Текст: Наталья Лебедева/РГ
На фото: Ирина Мурзак
Доводилось ли вам в разговоре делать вид, что вы читали какое-нибудь культовое произведение? Тем более что под рукой всегда есть смартфон и заветная фраза: «О’кей, Гугл, краткое содержание». И при этом мы постоянно сетуем на то, что дети читают мало и не то. А имеем ли мы право требовать от них, чтобы они читали, если из детских авторов в лучшем случае можем вспомнить только Корнея Чуковского и Агнию Барто. Почему, окончив школу и сдав все экзамены, мы так неохотно достаем с полки Пушкина, Толстого или Салтыкова-Щедрина? Зачем нам вообще нужна русская классическая литература, когда полки книжных магазинов манят яркими обложками и именами модных современных авторов? Об этом наш разговор с автором курса лекций «Перечитывая классику.
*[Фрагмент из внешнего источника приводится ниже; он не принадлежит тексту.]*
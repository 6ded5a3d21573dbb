//! Per-call validation state.
//!
//! A [`Context`] is created fresh for every top-level `validate_any` call. It
//! carries the current [`FieldPath`], the immutable [`Options`], and a shared
//! [`IssueList`]. Child contexts extend the path while sharing the list.

use std::cell::RefCell;
use std::rc::Rc;

use stillwater::Validation;

use crate::error::{Issue, IssueList, Meta, ValidationError};
use crate::path::{FieldPath, PathSegment};
use crate::value::Value;

/// Options recognised by every schema.
///
/// # Example
///
/// ```rust
/// use assay::Options;
///
/// let options = Options::new().stop_on_first_error(true);
/// assert!(options.stops_on_first_error());
/// assert!(!Options::default().stops_on_first_error());
/// ```
#[derive(Debug, Clone, Copy, PartialEq, Eq, Default)]
pub struct Options {
    stop_on_first_error: bool,
}

impl Options {
    pub fn new() -> Self {
        Self::default()
    }

    /// Stop the current rule chain (and further field passes) after the first
    /// recorded issue.
    pub fn stop_on_first_error(mut self, stop: bool) -> Self {
        self.stop_on_first_error = stop;
        self
    }

    pub fn stops_on_first_error(&self) -> bool {
        self.stop_on_first_error
    }
}

/// Mutable state threaded through one validation call.
///
/// Cloning a context or calling [`Context::child`] yields a view onto the same
/// issue list. A context is never shared across threads.
#[derive(Debug, Clone)]
pub struct Context {
    path: FieldPath,
    issues: Rc<RefCell<IssueList>>,
    options: Options,
}

impl Context {
    /// Creates a root context with an empty issue list.
    pub fn new(options: Options) -> Self {
        Self {
            path: FieldPath::root(),
            issues: Rc::new(RefCell::new(IssueList::new())),
            options,
        }
    }

    pub fn options(&self) -> Options {
        self.options
    }

    pub fn path(&self) -> &FieldPath {
        &self.path
    }

    /// Renders the current path with dot/bracket notation.
    pub fn path_string(&self) -> String {
        self.path.to_string()
    }

    /// Returns a context whose path is extended by `segment`, sharing this
    /// context's issues and options.
    pub fn child(&self, segment: impl Into<PathSegment>) -> Self {
        Self {
            path: self.path.push(segment),
            issues: Rc::clone(&self.issues),
            options: self.options,
        }
    }

    /// Returns a context at the same path with its own, empty issue list.
    ///
    /// Issues recorded there stay out of this context until [`Context::commit`].
    pub fn detached(&self) -> Self {
        Self {
            path: self.path.clone(),
            issues: Rc::new(RefCell::new(IssueList::new())),
            options: self.options,
        }
    }

    /// Moves every issue recorded on `other` into this context's list.
    pub fn commit(&self, other: &Context) {
        if Rc::ptr_eq(&self.issues, &other.issues) {
            return;
        }
        let taken = std::mem::take(&mut *other.issues.borrow_mut());
        self.issues.borrow_mut().extend(taken.iter().cloned());
    }

    /// Records an issue at the current path.
    ///
    /// Returns whether the caller should stop its rule chain.
    pub fn add_issue(&self, code: impl Into<String>, message: impl Into<String>) -> bool {
        self.add_issue_with_meta(code, message, Meta::new())
    }

    /// Records an issue with structured metadata at the current path.
    pub fn add_issue_with_meta(
        &self,
        code: impl Into<String>,
        message: impl Into<String>,
        meta: Meta,
    ) -> bool {
        let issue = Issue::new(self.path.clone(), code, message).with_meta_map(meta);
        self.issues.borrow_mut().push(issue);
        self.options.stop_on_first_error
    }

    /// Appends every issue of a nested call, re-rooted under
    /// `self.path + segment`.
    pub fn absorb(&self, error: ValidationError, segment: impl Into<PathSegment>) {
        let prefix = self.path.push(segment);
        let mut issues = self.issues.borrow_mut();
        for issue in error {
            issues.push(issue.rerooted(&prefix));
        }
    }

    /// Appends every issue of a nested call re-rooted at the current path.
    pub fn absorb_here(&self, error: ValidationError) {
        let mut issues = self.issues.borrow_mut();
        for issue in error {
            issues.push(issue.rerooted(&self.path));
        }
    }

    pub fn issue_count(&self) -> usize {
        self.issues.borrow().len()
    }

    pub fn has_issues(&self) -> bool {
        !self.issues.borrow().is_empty()
    }

    /// True once an issue exists and the options ask to stop at the first one.
    pub fn should_stop(&self) -> bool {
        self.options.stop_on_first_error && self.has_issues()
    }

    /// Finishes the call: success with `value` when no issue was recorded,
    /// otherwise a [`ValidationError`] carrying every issue.
    pub fn finish(&self, value: Value) -> Validation<Value, ValidationError> {
        let issues = std::mem::take(&mut *self.issues.borrow_mut());
        match issues.into_error() {
            None => Validation::Success(value),
            Some(error) => Validation::Failure(error),
        }
    }
}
Что нам дает знание русской литературы?», доцентом кафедры русской литературы МГПУ, кандидатом филологических наук Ириной Мурзак.
Возвращаться к прочитанному, перечитывать — это же вроде хорошо. Отчего же тогда у серьезных писателей и ученых выражение «перечитывать классику» нередко вызывает ироничную улыбку?
Ирина Мурзак: Выражение «перечитывая классику» принадлежит социологу, поэту и переводчику Борису Дубину. Он заметил, что некоторые люди, причисляющие себя к образованному сословию, действуют по принципу: не читал, но скажу. И если в XIX веке Никитин в чеховском «Учителе словесности» горевал о том, что никогда не читал «Гамбургской драматургии», то современные филологи тоже в большинстве своем ее не читали, но уже не сильно по этому поводу переживают. Просто мы со школы приучены судить о произведениях, не читая текста, а цитируя учебник, даже часто и не учебник, а Марию Ивановну, чтобы получить ее благосклонную оценку. Признаваться в том, что не читал, стыдно, тогда-то на выручку и пришло слово «перечитывать».
Школьный курс по литературе и правда у многих неразрывно связан с образом учителя. Кому-то повезет с такими педагогами, как Дмитрий Быков или Сергей Волков, но таких, к сожалению, немного…
Ирина Мурзак: Как сделать так, чтобы дети читали… Я много лет занимаюсь этим вопросом и пришла к простому выводу: ребенок должен взрослеть вместе с книжным шкафом.
Недавно провела эксперимент — спрашивала у разных людей, что они читали в детстве. Если возникает пауза или следует ответ вроде «да мы много чего читали», это значит, что читали на самом деле мало.
Те, кто реально приучен к чтению с детства, сразу же называют имена писателей. Вот показатель отношения к чтению.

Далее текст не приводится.